Quand est-ce que tout cela doit avoir lieu?

De nombreuses possibilités d’application des systèmes basés sur l’IA dans le diagnostic et le traitement des maladies gastro-intestinales et hépatologiques ne concernent pas l’avenir, mais existent déjà. Grâce à l’introduction à grande échelle de méthodes basées sur l’IA, tout changera dans le domaine de la gastroentérologie. L’endoscopie du tractus gastro-intestinal deviendra plus précise, plus rapide et mieux guidée sur le plan technique, cela sera peut-être comparable au cas des pilotes d’avion en pilotage automatique.

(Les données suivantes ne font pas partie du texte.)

//! Page classification: ordered rule tables for form codes, roles and content
//! categories, plus adoption of LLM page labels.

mod classifier;
pub mod labels;
pub mod tables;

pub use classifier::{OCR_PROVIDER, PageClassifier};
pub use labels::{LABEL_PROVIDER, ValidatedLabel, validate_labels};
pub use tables::ClassifierTables;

L’utilisation de méthodes endoscopiques basées sur l’IA deviendra la norme dans les études cliniques et sera de plus en plus demandée par les patient·es, ce qui nous confrontera à d’importants défis structurels et financiers. Il convient également de mentionner le très grand volume de données à traiter ainsi que le besoin de mise à jour régulière et de formation des collaborateur·rices.

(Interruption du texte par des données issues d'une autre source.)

#[cfg(test)]
mod tests {
    use super::*;
    use crate::counter::CounterType;
    use crate::log::Level;
    use crate::timeline::Unresolved;
    use offerchain_core::{Money, PageRole};
    use serde_json::{Value, json};

    fn d(y: i32, m: u32, day: u32) -> NaiveDate {
        NaiveDate::from_ymd_opt(y, m, day).unwrap()
    }

    fn packet(value: Value) -> PacketInput {
        serde_json::from_value(value).unwrap()
    }

    fn run(value: Value) -> ReconciledTransaction {
        reconcile(&packet(value), &ReconcileConfig::default()).unwrap()
    }

    fn price(dollars: f64) -> TermValue {
        TermValue::Money(Money::from_dollars(dollars))
    }

    /// Base-contract extraction with every required field except the two
    /// dates the pipeline derives.
    fn base_extraction(price: &str) -> Value {
        json!({
            "pages": [1],
            "fields": {
                "property_address": "12 Oak St, Davis, CA 95616",
                "purchase_price": price,
                "buyer_names": "John Smith",
                "initial_deposit_amount": "$15,000",
                "initial_deposit_days": 3,
                "loan_type": "conventional",
                "inspection_contingency_days": 17,
                "appraisal_contingency_days": 17,
                "loan_contingency_days": 21,
                "close_of_escrow_days": 30
            },
            "confidence": {
                "overall": 92,
                "fields": {
                    "property_address": 99,
                    "purchase_price": 98,
                    "inspection_contingency_days": 97,
                    "appraisal_contingency_days": 97,
                    "loan_contingency_days": 97,
                    "close_of_escrow_days": 97
                }
            }
        })
    }

    fn base_only_packet() -> Value {
        json!({
            "declared_page_count": 1,
            "page_texts": ["CALIFORNIA RESIDENTIAL PURCHASE AGREEMENT"],
            "page_labels": {"page_count": 1, "pages": [{
                "form_code": "RPA", "role": "main_contract", "confidence": 98,
                "buyer_signature_dates": ["2026-01-02"],
                "seller_signature_dates": ["2026-01-03"]
            }]},
            "extractions": [base_extraction("$500,000")]
        })
    }

    fn seller_counter_packet() -> Value {
        json!({
            "declared_page_count": 3,
            "page_texts": [
                "CALIFORNIA RESIDENTIAL PURCHASE AGREEMENT",
                "SELLER COUNTER OFFER No. 1",
                "SELLER COUNTER OFFER No. 1 (page 2)"
            ],
            "page_labels": {"page_count": 3, "pages": [
                {"form_code": "RPA", "role": "main_contract", "confidence": 98,
                 "buyer_signature_dates": ["2026-01-02"]},
                {"form_code": "SCO", "role": "counter_offer", "confidence": 97,
                 "counter_number": 1},
                {"form_code": "SCO", "role": "counter_offer", "confidence": 97,
                 "counter_number": 1,
                 "seller_signature_dates": ["2026-01-04"],
                 "buyer_signature_dates": ["2026-01-05"]}
            ]},
            "extractions": [
                base_extraction("$500,000"),
                {"pages": [2, 3], "fields": {"purchase_price": "$510,000"},
                 "confidence": {"overall": 95, "fields": {"purchase_price": 99}}}
            ]
        })
    }

    #[test]
    fn base_contract_only_completes() {
        let r = run(base_only_packet());
        assert_eq!(r.final_terms.fields["purchase_price"], price(500_000.0));
        assert_eq!(r.chain, "RPA");
        assert_eq!(r.acceptance_date, Some(d(2026, 1, 3)));
        // Saturday acceptance; 30 calendar days lands on Monday 2026-02-02.
        assert_eq!(
            r.final_terms.fields[names::CLOSING_DATE],
            TermValue::Date(d(2026, 2, 2))
        );
        assert_eq!(r.status, ReviewStatus::Completed, "{:?}", r.confidence.reasons);
    }

    #[test]
    fn seller_counter_changes_price_and_decides_acceptance() {
        let r = run(seller_counter_packet());
        assert_eq!(r.final_terms.fields["purchase_price"], price(510_000.0));
        assert_eq!(r.final_terms.sources["purchase_price"], "SCO #1");
        assert_eq!(r.chain, "RPA → SCO #1");
        assert_eq!(r.acceptance_date, Some(d(2026, 1, 5)));
        assert_eq!(
            r.final_terms.fields[names::ACCEPTANCE_DATE],
            TermValue::Date(d(2026, 1, 5))
        );
        assert_eq!(r.status, ReviewStatus::Completed, "{:?}", r.confidence.reasons);
    }

    #[test]
    fn fields_not_mentioned_by_counters_keep_base_values() {
        let r = run(seller_counter_packet());
        let base = run(base_only_packet());
        for field in [
            "property_address",
            "inspection_contingency_days",
            "loan_type",
            "initial_deposit_amount",
        ] {
            assert_eq!(
                r.final_terms.fields[field], base.final_terms.fields[field],
                "{field}"
            );
        }
    }

    #[test]
    fn standard_events_resolve_and_fill_closing_date() {
        let r = run(seller_counter_packet());
        // Acceptance 2026-01-05: deposit 3 days later, closing 30 days later.
        assert_eq!(r.timeline["initialDeposit"].date, Some(d(2026, 1, 8)));
        assert_eq!(r.timeline["closing"].date, Some(d(2026, 2, 4)));
        assert_eq!(
            r.final_terms.fields[names::CLOSING_DATE],
            TermValue::Date(d(2026, 2, 4))
        );
        assert_eq!(r.final_terms.sources[names::CLOSING_DATE], TIMELINE_SOURCE);
        assert_eq!(r.final_terms.event_sources["closing"], DERIVED_SOURCE);
    }

    #[test]
    fn highest_valid_counter_decides_acceptance() {
        let r = run(json!({
            "declared_page_count": 5,
            "page_texts": ["rpa", "bco 1", "sco 2", "sco 2 signatures", "bco 3"],
            "page_labels": {"page_count": 5, "pages": [
                {"form_code": "RPA", "role": "main_contract",
                 "buyer_signature_dates": ["2026-01-02"]},
                {"form_code": "BCO", "role": "counter_offer", "counter_number": 1,
                 "buyer_signature_dates": ["2026-01-03"],
                 "seller_signature_dates": ["2026-01-04"]},
                {"form_code": "SCO", "role": "counter_offer", "counter_number": 2},
                {"form_code": "SCO", "role": "counter_offer", "counter_number": 2,
                 "buyer_signature_dates": ["2026-01-06"]},
                {"form_code": "BCO", "role": "counter_offer", "counter_number": 3,
                 "buyer_signature_dates": ["2026-01-08"],
                 "seller_signature_dates": ["2026-01-09"]}
            ]},
            "extractions": [base_extraction("$500,000")]
        }));
        let validity: Vec<_> = r.counters.iter().map(|c| (c.label(), c.valid)).collect();
        assert_eq!(
            validity,
            vec![
                ("BCO #1".to_string(), true),
                ("SCO #2".to_string(), false),
                ("BCO #3".to_string(), true)
            ]
        );
        let acceptance = r.acceptance.unwrap();
        assert_eq!(acceptance.decided_by, "BCO #3");
        assert_eq!(acceptance.date, d(2026, 1, 9));
        assert_eq!(r.chain, "RPA → BCO #1 → BCO #3");
        assert!(
            r.log
                .warnings()
                .any(|e| e.stage == Stage::Counters && e.message.contains("SCO #2"))
        );
    }

    #[test]
    fn heuristic_classification_end_to_end() {
        let r = run(json!({
            "declared_page_count": 3,
            "page_texts": [
                "# CALIFORNIA RESIDENTIAL PURCHASE AGREEMENT\n\
                 Purchase price $500,000. Initial deposit $15,000. Loan amount $400,000.\n\
                 Buyer ____________ Date 01/02/2026\n\
                 RPA REVISED 12/24 (PAGE 1 OF 1)",
                "SELLER COUNTER OFFER No. 1\n\
                 This is a counter offer to the Residential Purchase Agreement dated 01/02/2026.\n\
                 1. Purchase price to be $510,000.",
                "SELLER COUNTER OFFER No. 1 (page 2)\n\
                 Seller ____________ Date 01/04/2026\n\
                 Buyer ____________ Date 01/05/2026"
            ],
            "extractions": [
                base_extraction("$500,000"),
                {"pages": [2], "fields": {"purchase_price": 510000},
                 "confidence": {"overall": 95}}
            ]
        }));
        assert_eq!(r.pages[0].role, PageRole::MainContract);
        assert_eq!(r.counters.len(), 1);
        assert_eq!(r.counters[0].counter_type, CounterType::Sco);
        assert_eq!(r.counters[0].pages, vec![2, 3]);
        assert_eq!(r.chain, "RPA → SCO #1");
        assert_eq!(r.acceptance_date, Some(d(2026, 1, 5)));
        // Heuristic page confidence is 85, below the critical threshold for
        // the acceptance date it supplies.
        assert_eq!(r.status, ReviewStatus::NeedsReview);
        assert!(
            r.confidence
                .reasons
                .iter()
                .any(|reason| reason.to_string().contains(names::ACCEPTANCE_DATE))
        );
    }

    #[test]
    fn reconciliation_is_idempotent() {
        let a = run(seller_counter_packet());
        let b = run(seller_counter_packet());
        assert_eq!(
            serde_json::to_string(&a.final_terms).unwrap(),
            serde_json::to_string(&b.final_terms).unwrap()
        );
        assert_eq!(
            serde_json::to_string(&a).unwrap(),
            serde_json::to_string(&b).unwrap()
        );
    }

    #[test]
    fn missing_required_field_needs_review() {
        let mut value = base_only_packet();
        value["extractions"][0]["fields"]["loan_type"] = Value::Null;
        let r = run(value);
        assert_eq!(r.status, ReviewStatus::NeedsReview);
        assert_eq!(r.confidence.missing_required, vec!["loan_type".to_string()]);
    }

    #[test]
    fn no_acceptance_leaves_relative_events_unresolved() {
        let mut value = base_only_packet();
        value["page_labels"]["pages"][0]["seller_signature_dates"] = Value::Null;
        let r = run(value);
        assert_eq!(r.acceptance_date, None);
        assert_eq!(
            r.timeline["closing"].unresolved,
            Some(Unresolved::AcceptanceUnknown)
        );
        assert_eq!(r.final_terms.fields[names::CLOSING_DATE], TermValue::Null);
        assert_eq!(r.status, ReviewStatus::NeedsReview);
    }

    #[test]
    fn timeline_cycle_is_flagged_without_blocking() {
        let mut value = base_only_packet();
        value["extractions"][0]["timeline_events"] = json!([
            {"event_key": "a", "date_type": "relative", "relative_days": 1, "anchor_point": "b"},
            {"event_key": "b", "date_type": "relative", "relative_days": 1, "anchor_point": "a"}
        ]);
        let r = run(value);
        assert!(matches!(r.timeline["a"].unresolved, Some(Unresolved::Cycle { .. })));
        assert!(matches!(r.timeline["b"].unresolved, Some(Unresolved::Cycle { .. })));
        assert!(r.timeline["closing"].is_resolved());
        assert_eq!(r.status, ReviewStatus::Completed);
        assert!(
            r.log
                .entries()
                .iter()
                .any(|e| e.stage == Stage::Timeline && e.level == Level::Warn)
        );
    }

    #[test]
    fn self_anchored_event_does_not_abort_packet() {
        let mut value = base_only_packet();
        value["extractions"][0]["timeline_events"] = json!([
            {"event_key": "a", "date_type": "relative", "relative_days": 1, "anchor_point": "a"}
        ]);
        let r = run(value);
        assert_eq!(
            r.timeline["a"].unresolved,
            Some(Unresolved::Cycle {
                path: vec!["a".into(), "a".into()]
            })
        );
        assert_eq!(r.timeline["closing"].date, Some(d(2026, 2, 2)));
        assert_eq!(r.timeline["initialDeposit"].date, Some(d(2026, 1, 6)));
        assert_eq!(r.status, ReviewStatus::Completed);
    }

    #[test]
    fn negative_day_count_warns_instead_of_vanishing() {
        let mut value = base_only_packet();
        value["extractions"][0]["fields"]["inspection_contingency_days"] = json!(-3);
        let r = run(value);
        assert!(!r.timeline.contains_key("inspectionContingency"));
        assert!(
            r.log
                .warnings()
                .any(|e| e.stage == Stage::Timeline
                    && e.message.contains("inspection_contingency_days is -3"))
        );
    }

    #[test]
    fn stated_acceptance_event_is_ignored() {
        let mut value = base_only_packet();
        value["extractions"][0]["timeline_events"] = json!([
            {"event_key": "acceptance", "date_type": "specified", "specified_date": "2025-12-01"}
        ]);
        let r = run(value);
        assert!(!r.timeline.contains_key(ACCEPTANCE));
        assert_eq!(r.acceptance_date, Some(d(2026, 1, 3)));
    }

    #[test]
    fn ocr_page_count_mismatch_is_fatal() {
        let mut value = base_only_packet();
        value["declared_page_count"] = json!(2);
        let err = reconcile(&packet(value), &ReconcileConfig::default()).unwrap_err();
        match err {
            ReconcileError::StructuralMismatch {
                provider,
                declared,
                actual,
            } => {
                assert_eq!(provider, OCR_PROVIDER);
                assert_eq!((declared, actual), (2, 1));
            }
            other => panic!("expected structural mismatch, got {other}"),
        }
    }

    #[test]
    fn label_count_mismatch_is_fatal() {
        let mut value = base_only_packet();
        value["page_labels"]["page_count"] = json!(2);
        let err = reconcile(&packet(value), &ReconcileConfig::default()).unwrap_err();
        assert!(matches!(err, ReconcileError::StructuralMismatch { .. }));
    }

    #[test]
    fn extraction_schema_violation_is_fatal() {
        let mut value = base_only_packet();
        value["extractions"][0]["fields"]["purchase_price"] = json!(true);
        let err = reconcile(&packet(value), &ReconcileConfig::default()).unwrap_err();
        assert!(matches!(err, ReconcileError::SchemaViolation { .. }));
    }

    #[test]
    fn empty_packet_rejected() {
        let err = reconcile(
            &packet(json!({"declared_page_count": 0, "page_texts": []})),
            &ReconcileConfig::default(),
        )
        .unwrap_err();
        assert!(err.is_provider_error());
    }
}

Il sera intéressant d’observer à quel moment une directive S3 exigera pour la première fois l’utilisation d’un algorithme spécifique ou d’une méthode endoscopique basée sur l’IA. Notre rôle de médecin dans la prise de décision concernant le diagnostic et le traitement des maladies gastroentérologiques et hépatologiques doit être redéfini. Nous devons également répondre rapidement à ce défi en termes de formation et trouver des solutions adéquates.

Que faut-il encore prendreen compte?

  • Dans tous les développements et efforts déployés, nos patient·es doivent rester au centre de nos préoccupations.

  • Le gain de temps pour les contacts avec les patient·es reste une exigence centrale de la médecine numérique.

  • Les objectifs des méthodes basées sur l’IA ne doivent pas suivre en premier lieu ceux de l’économie de la médecine, mais le bien-être des patient·es.